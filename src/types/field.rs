use serde_derive::{Deserialize, Serialize};

/// Column as described by the schema layer.
#[derive(Clone, Debug, Default, PartialEq, Eq, Serialize, Deserialize)]
pub struct ColumnDescription {
    /// SQL type name, e.g. `INTEGER` or `VARCHAR(255)`.
    pub column_type: String,
    pub allow_null: bool,
    pub default_value: Option<String>,
    pub primary_key: bool,
    pub auto_increment: bool,
    pub comment: Option<String>,
    /// Enum values.
    pub special: Vec<String>,
    /// Element type of array columns.
    pub element_type: Option<String>,
    /// Dialect-specific column clause such as `ON UPDATE CURRENT_TIMESTAMP`.
    pub extra: Option<String>,
}

/// Key constraint attached to a single column.
///
/// The schema import fills the table, column, target and flag fields; `constraint_name`
/// is left to callers that read it from the database catalog.
#[derive(Clone, Debug, Default, PartialEq, Eq, Serialize, Deserialize)]
pub struct ForeignKeySpec {
    pub constraint_name: Option<String>,
    pub source_schema: Option<String>,
    pub source_table: String,
    pub source_column: String,
    pub target_schema: Option<String>,
    pub target_table: Option<String>,
    pub target_column: Option<String>,
    pub is_foreign_key: bool,
    pub is_primary_key: bool,
    pub is_serial_key: bool,
    pub is_unique: bool,
    pub extra: Option<String>,
}

#[derive(Clone, Debug, Default, PartialEq, Eq, Serialize, Deserialize)]
pub struct Field {
    pub description: ColumnDescription,
    pub foreign_key: Option<ForeignKeySpec>,
    /// Enum values or other dialect-specific markers.
    pub special: Vec<String>,
    /// Element type of array and enum columns.
    pub element_type: Option<String>,
    pub unique: bool,
}

impl Field {
    pub fn is_foreign_key(&self) -> bool {
        self.foreign_key
            .as_ref()
            .map_or(false, |fk| fk.is_foreign_key)
    }
}

impl From<ColumnDescription> for Field {
    fn from(description: ColumnDescription) -> Self {
        Self {
            special: description.special.clone(),
            element_type: description.element_type.clone(),
            description,
            ..Default::default()
        }
    }
}
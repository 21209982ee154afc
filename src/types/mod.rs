pub mod field;
pub mod index_spec;
pub mod options;
pub mod table;
pub mod table_data;

pub use field::{ColumnDescription, Field, ForeignKeySpec};
pub use index_spec::{IndexDialect, IndexField, IndexSpec};
pub use options::{AutoOptions, CaseOption, Dialect, LangOption};
pub use table::{qname_split, Table};
pub use table_data::TableData;
use std::path::PathBuf;

#[derive(Debug, thiserror::Error)]
pub enum Error {
    #[error("failed to read {path}: {source}")]
    Io {
        path: PathBuf,
        source: std::io::Error,
    },
    #[error("invalid options file: {0}")]
    ParseConfig(#[from] toml::de::Error),
    #[error("failed to serialize options: {0}")]
    SerializeConfig(#[from] toml::ser::Error),
    #[error("unknown case option {0:?}, expected one of c, l, o, p, u")]
    UnknownCaseOption(String),
    #[error("unknown language {0:?}, expected one of es5, es6, esm, ts")]
    UnknownLang(String),
    #[error("unknown dialect {0:?}")]
    UnknownDialect(String),
}

pub type Result<T> = std::result::Result<T, Error>;
pub mod column_mapping;
pub mod database_schema;
pub mod error;
pub mod logging;
pub mod recase;
pub mod types;

pub use error::{Error, Result};
pub use recase::{recase, recase_with, InflectorSingularizer, Singularize};
pub use types::{
    qname_split, AutoOptions, CaseOption, ColumnDescription, Dialect, Field, ForeignKeySpec,
    IndexDialect, IndexField, IndexSpec, LangOption, Table, TableData,
};
use clap::Parser;
use model_auto::{
    logging::init_logging, qname_split, AutoOptions, CaseOption, Dialect, LangOption, Result,
};
use std::{path::PathBuf, process};
use tracing::{debug, error, info};

/// Resolve model generation options and preview the names they produce
#[derive(Parser, Debug)]
#[command(name = "model-auto", long_about = None)]
struct Cli {
    /// Options file (TOML); flags take precedence over its values
    #[arg(short, long, value_name = "FILE")]
    config: Option<PathBuf>,
    /// Print the resolved options as TOML
    #[arg(long)]
    print_config: bool,
    /// Where to write the model files
    #[arg(short = 'o', long)]
    directory: Option<PathBuf>,
    /// Database dialect (mysql, mariadb, postgres, sqlite, mssql)
    #[arg(short = 'e', long)]
    dialect: Option<Dialect>,
    #[arg(long)]
    host: Option<String>,
    #[arg(short, long)]
    port: Option<u16>,
    /// Database schema to export
    #[arg(short, long)]
    schema: Option<String>,
    /// Database file (sqlite only)
    #[arg(long)]
    storage: Option<PathBuf>,
    /// Comma-separated tables to export
    #[arg(short = 't', long, value_delimiter = ',')]
    tables: Option<Vec<String>>,
    /// Comma-separated tables to skip
    #[arg(short = 'T', long, value_delimiter = ',')]
    skip_tables: Option<Vec<String>>,
    /// Case of model names (c, l, o, p, u)
    #[arg(long)]
    case_model: Option<CaseOption>,
    /// Case of file names (c, l, o, p, u)
    #[arg(long)]
    case_file: Option<CaseOption>,
    /// Case of property names (c, l, o, p, u)
    #[arg(long)]
    case_prop: Option<CaseOption>,
    /// Model language (es5, es6, esm, ts)
    #[arg(short, long)]
    lang: Option<LangOption>,
    /// Singularize model and file names
    #[arg(long)]
    singularize: bool,
    /// Number of spaces or tabs to indent
    #[arg(short, long)]
    indentation: Option<usize>,
    /// Indent with tabs instead of spaces
    #[arg(long)]
    use_tabs: bool,
    /// Export views
    #[arg(short, long)]
    views: bool,
    /// Skip writing the files
    #[arg(long)]
    no_write: bool,
    /// Keep the connection open after export
    #[arg(long)]
    keep_connection: bool,
    /// Table names to preview, optionally schema-qualified (defaults to --tables)
    names: Vec<String>,
}

impl Cli {
    fn apply(&self, options: &mut AutoOptions) {
        if let Some(directory) = &self.directory {
            options.directory = directory.clone();
        }
        if self.dialect.is_some() {
            options.dialect = self.dialect;
        }
        if self.host.is_some() {
            options.host = self.host.clone();
        }
        if self.port.is_some() {
            options.port = self.port;
        }
        if self.schema.is_some() {
            options.schema = self.schema.clone();
        }
        if self.storage.is_some() {
            options.storage = self.storage.clone();
        }
        if self.tables.is_some() {
            options.tables = self.tables.clone();
        }
        if self.skip_tables.is_some() {
            options.skip_tables = self.skip_tables.clone();
        }
        if self.case_model.is_some() {
            options.case_model = self.case_model;
        }
        if self.case_file.is_some() {
            options.case_file = self.case_file;
        }
        if self.case_prop.is_some() {
            options.case_prop = self.case_prop;
        }
        if self.lang.is_some() {
            options.lang = self.lang;
        }
        if self.indentation.is_some() {
            options.indentation = self.indentation;
        }
        if self.singularize {
            options.singular = Some(true);
        }
        if self.use_tabs {
            options.spaces = Some(false);
        }
        if self.views {
            options.views = Some(true);
        }
        if self.no_write {
            options.no_write = Some(true);
        }
        if self.keep_connection {
            options.close_connection_automatically = Some(false);
        }
    }
}

fn run(cli: &Cli) -> Result<()> {
    let mut options = match &cli.config {
        Some(path) => AutoOptions::load(path)?,
        None => AutoOptions::default(),
    };
    cli.apply(&mut options);

    info!(
        directory = %options.directory.display(),
        dialect = ?options.dialect,
        lang = ?options.lang(),
        "resolved options"
    );

    if cli.print_config {
        print!("{}", options.to_toml_string()?);
    }

    let names = if cli.names.is_empty() {
        options.tables.clone().unwrap_or_default()
    } else {
        cli.names.clone()
    };

    for qname in &names {
        let (schema, table) = qname_split(qname);
        if !options.includes_table(table) {
            debug!(table, "skipping table");
            continue;
        }
        let schema = schema.or(options.schema.as_deref()).unwrap_or("-");
        println!(
            "{}\t{}\t{}\t{}",
            schema,
            table,
            options.model_name(table),
            options.file_name(table)
        );
    }

    Ok(())
}

fn main() {
    init_logging();

    let cli = Cli::parse();
    if let Err(err) = run(&cli) {
        error!("{}", err);
        process::exit(1);
    }
}
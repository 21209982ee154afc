use std::fmt;
use std::fs;
use std::path::{Path, PathBuf};
use std::str::FromStr;

use serde_derive::{Deserialize, Serialize};
use tracing::debug;

use crate::error::{Error, Result};
use crate::recase::recase;

/// Identifier casing applied to file, model and property names.
#[derive(Clone, Copy, Debug, PartialEq, Eq, Hash, Serialize, Deserialize)]
pub enum CaseOption {
    /// camelCase
    #[serde(rename = "c", alias = "camel")]
    Camel,
    /// lower_case
    #[serde(rename = "l", alias = "lower", alias = "snake")]
    Lower,
    /// as named in the database
    #[serde(rename = "o", alias = "original")]
    Original,
    /// PascalCase
    #[serde(rename = "p", alias = "pascal")]
    Pascal,
    /// UPPER_CASE
    #[serde(rename = "u", alias = "upper")]
    Upper,
}

impl CaseOption {
    pub fn as_str(self) -> &'static str {
        match self {
            CaseOption::Camel => "c",
            CaseOption::Lower => "l",
            CaseOption::Original => "o",
            CaseOption::Pascal => "p",
            CaseOption::Upper => "u",
        }
    }
}

impl FromStr for CaseOption {
    type Err = Error;

    fn from_str(s: &str) -> Result<Self> {
        match s {
            "c" | "camel" => Ok(CaseOption::Camel),
            "l" | "lower" | "snake" => Ok(CaseOption::Lower),
            "o" | "original" => Ok(CaseOption::Original),
            "p" | "pascal" => Ok(CaseOption::Pascal),
            "u" | "upper" => Ok(CaseOption::Upper),
            other => Err(Error::UnknownCaseOption(other.to_owned())),
        }
    }
}

impl fmt::Display for CaseOption {
    fn fmt(&self, f: &mut fmt::Formatter<'_>) -> fmt::Result {
        f.write_str(self.as_str())
    }
}

/// Language of the generated model files.
#[derive(Clone, Copy, Debug, Default, PartialEq, Eq, Hash, Serialize, Deserialize)]
#[serde(rename_all = "lowercase")]
pub enum LangOption {
    #[default]
    Es5,
    Es6,
    Esm,
    Ts,
}

impl FromStr for LangOption {
    type Err = Error;

    fn from_str(s: &str) -> Result<Self> {
        match s {
            "es5" => Ok(LangOption::Es5),
            "es6" => Ok(LangOption::Es6),
            "esm" => Ok(LangOption::Esm),
            "ts" => Ok(LangOption::Ts),
            other => Err(Error::UnknownLang(other.to_owned())),
        }
    }
}

#[derive(Clone, Copy, Debug, PartialEq, Eq, Hash, Serialize, Deserialize)]
#[serde(rename_all = "lowercase")]
pub enum Dialect {
    Mysql,
    Mariadb,
    #[serde(alias = "postgresql")]
    Postgres,
    Sqlite,
    Mssql,
}

impl Dialect {
    pub fn as_str(self) -> &'static str {
        match self {
            Dialect::Mysql => "mysql",
            Dialect::Mariadb => "mariadb",
            Dialect::Postgres => "postgres",
            Dialect::Sqlite => "sqlite",
            Dialect::Mssql => "mssql",
        }
    }
}

impl FromStr for Dialect {
    type Err = Error;

    fn from_str(s: &str) -> Result<Self> {
        match s {
            "mysql" => Ok(Dialect::Mysql),
            "mariadb" => Ok(Dialect::Mariadb),
            "postgres" | "postgresql" => Ok(Dialect::Postgres),
            "sqlite" => Ok(Dialect::Sqlite),
            "mssql" => Ok(Dialect::Mssql),
            other => Err(Error::UnknownDialect(other.to_owned())),
        }
    }
}

impl fmt::Display for Dialect {
    fn fmt(&self, f: &mut fmt::Formatter<'_>) -> fmt::Result {
        f.write_str(self.as_str())
    }
}

/// Every option the generator understands.
///
/// Unset values fall back to the defaults exposed by the accessor methods.
#[derive(Clone, Debug, PartialEq, Serialize, Deserialize)]
#[serde(default)]
pub struct AutoOptions {
    /// Case of file names
    pub case_file: Option<CaseOption>,
    /// Case of model names
    pub case_model: Option<CaseOption>,
    /// Case of property names
    pub case_prop: Option<CaseOption>,
    /// Close connection after export (default true)
    pub close_connection_automatically: Option<bool>,
    pub dialect: Option<Dialect>,
    /// Where to write the model files
    pub directory: PathBuf,
    pub host: Option<String>,
    /// Number of spaces or tabs to indent (default 2)
    pub indentation: Option<usize>,
    pub lang: Option<LangOption>,
    /// Skip writing the files
    pub no_write: Option<bool>,
    pub port: Option<u16>,
    /// Database schema to export
    pub schema: Option<String>,
    /// Singularize model and file names
    pub singular: Option<bool>,
    pub skip_tables: Option<Vec<String>>,
    /// Indent with spaces instead of tabs (default true)
    pub spaces: Option<bool>,
    /// Database file (sqlite only)
    pub storage: Option<PathBuf>,
    /// Tables to export (default all)
    pub tables: Option<Vec<String>>,
    /// Export views (default false)
    pub views: Option<bool>,
    // toml wants tables after plain values
    pub dialect_options: Option<toml::value::Table>,
    pub additional: Option<toml::value::Table>,
}

impl Default for AutoOptions {
    fn default() -> Self {
        Self {
            case_file: None,
            case_model: None,
            case_prop: None,
            close_connection_automatically: None,
            dialect: None,
            directory: PathBuf::from("./models"),
            host: None,
            indentation: None,
            lang: None,
            no_write: None,
            port: None,
            schema: None,
            singular: None,
            skip_tables: None,
            spaces: None,
            storage: None,
            tables: None,
            views: None,
            dialect_options: None,
            additional: None,
        }
    }
}

impl AutoOptions {
    pub fn from_toml_str(source: &str) -> Result<Self> {
        Ok(toml::from_str(source)?)
    }

    pub fn load(path: &Path) -> Result<Self> {
        let source = fs::read_to_string(path).map_err(|source| Error::Io {
            path: path.to_path_buf(),
            source,
        })?;
        let options = Self::from_toml_str(&source)?;
        debug!(path = %path.display(), "loaded options");
        Ok(options)
    }

    pub fn to_toml_string(&self) -> Result<String> {
        Ok(toml::to_string_pretty(self)?)
    }

    pub fn indentation(&self) -> usize {
        self.indentation.unwrap_or(2)
    }

    pub fn spaces(&self) -> bool {
        self.spaces.unwrap_or(true)
    }

    pub fn close_connection_automatically(&self) -> bool {
        self.close_connection_automatically.unwrap_or(true)
    }

    pub fn lang(&self) -> LangOption {
        self.lang.unwrap_or_default()
    }

    pub fn no_write(&self) -> bool {
        self.no_write.unwrap_or(false)
    }

    pub fn singular(&self) -> bool {
        self.singular.unwrap_or(false)
    }

    pub fn views(&self) -> bool {
        self.views.unwrap_or(false)
    }

    /// One level of indentation in generated source.
    pub fn indent_unit(&self) -> String {
        let unit = if self.spaces() { " " } else { "\t" };
        unit.repeat(self.indentation())
    }

    /// Whether `table` passes the `tables` and `skip_tables` filters.
    pub fn includes_table(&self, table: &str) -> bool {
        let listed = self
            .tables
            .as_ref()
            .map_or(true, |tables| tables.iter().any(|t| t == table));
        let skipped = self
            .skip_tables
            .as_ref()
            .map_or(false, |skip| skip.iter().any(|t| t == table));
        listed && !skipped
    }

    pub fn model_name(&self, table: &str) -> String {
        recase(self.case_model, Some(table), self.singular())
    }

    pub fn file_name(&self, table: &str) -> String {
        recase(self.case_file, Some(table), self.singular())
    }

    pub fn property_name(&self, column: &str) -> String {
        recase(self.case_prop, Some(column), false)
    }
}
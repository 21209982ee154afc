use tracing_subscriber::filter::EnvFilter;

/// Install a stderr `tracing` subscriber filtered by `RUST_LOG` (default `info`).
///
/// Calling it twice is harmless; the second global subscriber is ignored.
pub fn init_logging() {
    let env_filter = EnvFilter::try_from_default_env().unwrap_or_else(|_| EnvFilter::new("info"));
    let subscriber = tracing_subscriber::fmt::Subscriber::builder()
        .with_env_filter(env_filter)
        .with_writer(std::io::stderr)
        .finish();
    let _ = tracing::subscriber::set_global_default(subscriber);
}
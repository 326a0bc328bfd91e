//! Provider credentials and agent configuration.

mod agent;

pub use agent::AgentConfig;

use std::collections::HashMap;
use std::sync::{Arc, PoisonError, RwLock};

/// Provider API keys and base URLs.
///
/// Values come from explicit setters or from the environment (including a
/// `.env` file) via [`ColloquyConfig::from_env`]. Clones share state.
#[derive(Clone, Default)]
pub struct ColloquyConfig {
    api_keys: Arc<RwLock<HashMap<String, String>>>,
    base_urls: Arc<RwLock<HashMap<String, String>>>,
}

const API_KEY_VARS: [(&str, &str); 2] = [
    ("OPENAI_API_KEY", "openai"),
    ("OPENAI_COMPAT_API_KEY", "openai-compatible"),
];

const BASE_URL_VARS: [(&str, &str); 2] = [
    ("OPENAI_BASE_URL", "openai"),
    ("OPENAI_COMPAT_BASE_URL", "openai-compatible"),
];

impl ColloquyConfig {
    pub fn new() -> Self {
        Self::default()
    }

    /// Load from environment variables, reading `.env` first if present.
    pub fn from_env() -> Self {
        let _ = dotenvy::dotenv();
        Self::from_lookup(|var| std::env::var(var).ok())
    }

    fn from_lookup(lookup: impl Fn(&str) -> Option<String>) -> Self {
        let config = Self::new();
        for (var, provider) in API_KEY_VARS {
            if let Some(key) = lookup(var).filter(|v| !v.is_empty()) {
                config.set_api_key(provider, key);
            }
        }
        for (var, provider) in BASE_URL_VARS {
            if let Some(url) = lookup(var).filter(|v| !v.is_empty()) {
                config.set_base_url(provider, url);
            }
        }
        config
    }

    pub fn set_api_key(&self, provider: &str, key: impl Into<String>) {
        self.api_keys
            .write()
            .unwrap_or_else(PoisonError::into_inner)
            .insert(provider.to_string(), key.into());
    }

    pub fn get_api_key(&self, provider: &str) -> Option<String> {
        self.api_keys
            .read()
            .unwrap_or_else(PoisonError::into_inner)
            .get(provider)
            .cloned()
    }

    pub fn set_base_url(&self, provider: &str, url: impl Into<String>) {
        self.base_urls
            .write()
            .unwrap_or_else(PoisonError::into_inner)
            .insert(provider.to_string(), url.into());
    }

    pub fn get_base_url(&self, provider: &str) -> Option<String> {
        self.base_urls
            .read()
            .unwrap_or_else(PoisonError::into_inner)
            .get(provider)
            .cloned()
    }

    pub fn has_credentials(&self, provider: &str) -> bool {
        self.get_api_key(provider).is_some()
    }
}

impl std::fmt::Debug for ColloquyConfig {
    fn fmt(&self, f: &mut std::fmt::Formatter<'_>) -> std::fmt::Result {
        let providers: Vec<String> = self
            .api_keys
            .read()
            .map(|keys| keys.keys().cloned().collect())
            .unwrap_or_default();
        f.debug_struct("ColloquyConfig")
            .field("providers_with_keys", &providers)
            .finish_non_exhaustive()
    }
}
//! Thread persistence boundary.

mod memory;

pub use memory::MemoryThreadStore;

use async_trait::async_trait;
use serde_json::{Map, Value};

use crate::error::Result;
use crate::types::Thread;

/// Storage for threads.
///
/// The agent loop only calls [`get`](ThreadStore::get) and
/// [`save`](ThreadStore::save). Stores persist the thread's
/// [`ThreadRecord`](crate::types::ThreadRecord), so system messages are not
/// kept. Concurrent writers to the same thread id are the store's concern.
#[async_trait]
pub trait ThreadStore: Send + Sync {
    /// Insert or replace a thread.
    async fn save(&self, thread: &Thread) -> Result<()>;

    async fn get(&self, id: &str) -> Result<Option<Thread>>;

    /// Returns `false` if no thread had that id.
    async fn delete(&self, id: &str) -> Result<bool>;

    /// Threads ordered by most recent update first.
    async fn list(&self, limit: usize, offset: usize) -> Result<Vec<Thread>>;

    /// Threads whose attributes contain every key/value in `attributes`.
    async fn find_by_attributes(&self, attributes: &Map<String, Value>) -> Result<Vec<Thread>>;

    /// Threads whose source has `name == source_name` and matches `properties`.
    async fn find_by_source(
        &self,
        source_name: &str,
        properties: &Map<String, Value>,
    ) -> Result<Vec<Thread>>;
}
........
## [Exercise instructions]
The answer must be every line of the records above that holds the word "array".

## [Exercise answer]
    /// Element type of array columns.
    /// Element type of array and enum columns.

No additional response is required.